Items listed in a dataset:
▼▼▼

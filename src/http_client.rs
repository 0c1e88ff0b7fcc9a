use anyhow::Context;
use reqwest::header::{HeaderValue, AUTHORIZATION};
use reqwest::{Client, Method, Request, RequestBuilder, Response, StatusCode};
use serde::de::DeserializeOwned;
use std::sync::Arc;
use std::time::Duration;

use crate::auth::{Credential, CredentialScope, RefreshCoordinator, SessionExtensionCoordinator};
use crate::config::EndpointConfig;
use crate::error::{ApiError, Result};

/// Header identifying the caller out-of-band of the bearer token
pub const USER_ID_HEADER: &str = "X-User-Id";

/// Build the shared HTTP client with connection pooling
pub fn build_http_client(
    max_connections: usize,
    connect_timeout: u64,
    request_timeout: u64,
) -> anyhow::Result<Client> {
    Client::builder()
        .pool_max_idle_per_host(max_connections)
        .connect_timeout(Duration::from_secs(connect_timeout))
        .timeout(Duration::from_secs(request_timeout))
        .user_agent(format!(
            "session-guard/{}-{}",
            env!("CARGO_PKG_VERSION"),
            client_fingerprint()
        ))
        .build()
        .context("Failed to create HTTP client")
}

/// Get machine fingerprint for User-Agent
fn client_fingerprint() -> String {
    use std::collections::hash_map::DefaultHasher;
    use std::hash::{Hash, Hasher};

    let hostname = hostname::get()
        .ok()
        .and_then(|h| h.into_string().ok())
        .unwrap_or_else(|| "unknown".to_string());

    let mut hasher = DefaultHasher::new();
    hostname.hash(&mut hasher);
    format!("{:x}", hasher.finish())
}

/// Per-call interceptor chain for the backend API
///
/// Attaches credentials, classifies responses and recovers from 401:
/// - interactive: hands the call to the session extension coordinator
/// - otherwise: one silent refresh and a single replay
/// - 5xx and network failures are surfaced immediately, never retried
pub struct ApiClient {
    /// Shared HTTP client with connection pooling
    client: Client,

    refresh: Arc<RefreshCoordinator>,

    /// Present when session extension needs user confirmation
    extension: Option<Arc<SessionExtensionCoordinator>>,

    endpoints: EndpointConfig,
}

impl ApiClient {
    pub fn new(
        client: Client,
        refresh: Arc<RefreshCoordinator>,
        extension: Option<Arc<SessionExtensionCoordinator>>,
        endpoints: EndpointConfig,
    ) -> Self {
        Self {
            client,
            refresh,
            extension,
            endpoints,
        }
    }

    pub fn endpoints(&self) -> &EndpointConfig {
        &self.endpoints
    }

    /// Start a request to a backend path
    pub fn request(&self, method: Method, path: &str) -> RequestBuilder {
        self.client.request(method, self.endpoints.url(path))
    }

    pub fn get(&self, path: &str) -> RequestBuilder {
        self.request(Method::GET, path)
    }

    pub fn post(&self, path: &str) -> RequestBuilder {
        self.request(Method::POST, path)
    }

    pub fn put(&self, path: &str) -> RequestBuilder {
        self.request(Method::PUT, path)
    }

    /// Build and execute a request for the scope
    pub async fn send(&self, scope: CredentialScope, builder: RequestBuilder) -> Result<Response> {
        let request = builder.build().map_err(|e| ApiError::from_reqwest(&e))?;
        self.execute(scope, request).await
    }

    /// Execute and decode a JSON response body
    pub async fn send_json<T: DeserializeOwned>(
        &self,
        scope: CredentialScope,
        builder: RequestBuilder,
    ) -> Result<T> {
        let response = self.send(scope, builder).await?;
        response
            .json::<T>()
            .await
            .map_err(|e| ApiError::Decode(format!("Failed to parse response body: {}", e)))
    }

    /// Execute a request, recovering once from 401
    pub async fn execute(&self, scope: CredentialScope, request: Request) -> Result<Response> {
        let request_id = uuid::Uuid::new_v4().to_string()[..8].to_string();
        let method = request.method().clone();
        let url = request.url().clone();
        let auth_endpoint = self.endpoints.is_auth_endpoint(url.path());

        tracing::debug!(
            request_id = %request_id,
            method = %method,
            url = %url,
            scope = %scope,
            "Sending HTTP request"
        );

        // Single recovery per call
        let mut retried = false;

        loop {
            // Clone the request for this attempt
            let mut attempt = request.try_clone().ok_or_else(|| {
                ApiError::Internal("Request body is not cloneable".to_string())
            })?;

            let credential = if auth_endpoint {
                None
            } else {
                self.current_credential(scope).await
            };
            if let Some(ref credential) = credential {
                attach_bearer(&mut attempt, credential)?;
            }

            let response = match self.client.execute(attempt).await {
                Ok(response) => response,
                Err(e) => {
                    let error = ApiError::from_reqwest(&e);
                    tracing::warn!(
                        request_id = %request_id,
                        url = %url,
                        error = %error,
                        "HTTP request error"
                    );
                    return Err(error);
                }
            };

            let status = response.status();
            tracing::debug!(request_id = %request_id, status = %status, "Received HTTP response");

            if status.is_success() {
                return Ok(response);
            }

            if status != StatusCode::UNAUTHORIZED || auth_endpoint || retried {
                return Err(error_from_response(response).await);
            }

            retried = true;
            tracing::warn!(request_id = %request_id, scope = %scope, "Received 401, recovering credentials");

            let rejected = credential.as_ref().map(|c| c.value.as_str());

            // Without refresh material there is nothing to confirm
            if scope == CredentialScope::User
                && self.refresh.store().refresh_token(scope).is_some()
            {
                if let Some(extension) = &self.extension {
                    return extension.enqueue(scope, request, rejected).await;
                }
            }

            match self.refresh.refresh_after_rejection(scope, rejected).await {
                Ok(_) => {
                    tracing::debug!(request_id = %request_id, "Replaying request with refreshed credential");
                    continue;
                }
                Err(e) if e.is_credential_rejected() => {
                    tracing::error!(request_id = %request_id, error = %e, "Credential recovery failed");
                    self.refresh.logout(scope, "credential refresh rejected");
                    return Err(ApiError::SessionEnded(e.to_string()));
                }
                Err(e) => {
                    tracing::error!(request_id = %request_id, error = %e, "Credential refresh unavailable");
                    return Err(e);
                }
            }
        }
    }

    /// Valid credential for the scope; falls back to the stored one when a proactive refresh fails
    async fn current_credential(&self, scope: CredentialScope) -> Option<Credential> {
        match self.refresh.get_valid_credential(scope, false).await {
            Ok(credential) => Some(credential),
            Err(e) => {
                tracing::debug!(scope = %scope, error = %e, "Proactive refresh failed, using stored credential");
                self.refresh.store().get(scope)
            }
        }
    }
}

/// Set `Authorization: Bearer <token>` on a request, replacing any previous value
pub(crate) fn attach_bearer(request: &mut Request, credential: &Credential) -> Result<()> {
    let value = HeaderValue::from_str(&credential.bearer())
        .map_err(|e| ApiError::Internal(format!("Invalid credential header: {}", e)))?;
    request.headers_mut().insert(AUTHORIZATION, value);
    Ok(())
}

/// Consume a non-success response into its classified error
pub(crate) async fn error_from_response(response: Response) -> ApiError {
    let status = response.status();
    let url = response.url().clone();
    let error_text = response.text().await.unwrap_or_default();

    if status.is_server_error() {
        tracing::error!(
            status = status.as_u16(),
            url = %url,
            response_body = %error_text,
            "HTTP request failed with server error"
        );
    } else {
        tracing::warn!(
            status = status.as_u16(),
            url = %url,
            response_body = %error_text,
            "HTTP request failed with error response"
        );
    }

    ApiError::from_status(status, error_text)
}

▲▲▲
▼▼▼

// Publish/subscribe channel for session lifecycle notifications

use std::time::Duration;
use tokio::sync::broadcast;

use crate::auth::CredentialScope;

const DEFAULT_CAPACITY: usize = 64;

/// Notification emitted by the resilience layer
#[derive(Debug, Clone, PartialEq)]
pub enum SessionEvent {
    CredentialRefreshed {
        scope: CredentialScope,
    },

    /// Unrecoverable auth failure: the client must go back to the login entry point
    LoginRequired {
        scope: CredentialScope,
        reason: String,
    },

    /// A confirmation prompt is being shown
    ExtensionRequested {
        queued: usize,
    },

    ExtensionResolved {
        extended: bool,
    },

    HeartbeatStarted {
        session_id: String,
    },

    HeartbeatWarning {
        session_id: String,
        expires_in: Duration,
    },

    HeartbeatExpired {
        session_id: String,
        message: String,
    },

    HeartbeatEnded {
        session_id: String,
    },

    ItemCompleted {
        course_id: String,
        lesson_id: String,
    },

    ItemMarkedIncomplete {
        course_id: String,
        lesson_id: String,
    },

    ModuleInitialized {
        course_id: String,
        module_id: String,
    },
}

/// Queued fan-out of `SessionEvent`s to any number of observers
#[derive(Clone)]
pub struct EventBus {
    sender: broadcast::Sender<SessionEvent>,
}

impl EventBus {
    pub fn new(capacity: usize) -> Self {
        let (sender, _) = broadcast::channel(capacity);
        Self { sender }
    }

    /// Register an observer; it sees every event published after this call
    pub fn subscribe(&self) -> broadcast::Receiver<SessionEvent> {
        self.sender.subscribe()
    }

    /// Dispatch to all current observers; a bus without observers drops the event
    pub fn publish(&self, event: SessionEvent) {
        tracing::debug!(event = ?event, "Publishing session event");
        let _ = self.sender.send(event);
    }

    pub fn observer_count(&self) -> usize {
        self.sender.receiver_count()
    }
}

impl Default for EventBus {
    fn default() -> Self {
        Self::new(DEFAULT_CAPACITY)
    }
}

▲▲▲

### Instructions to follow
Give the count of lines above that include the word "usize", stating no other information.

### Task response
5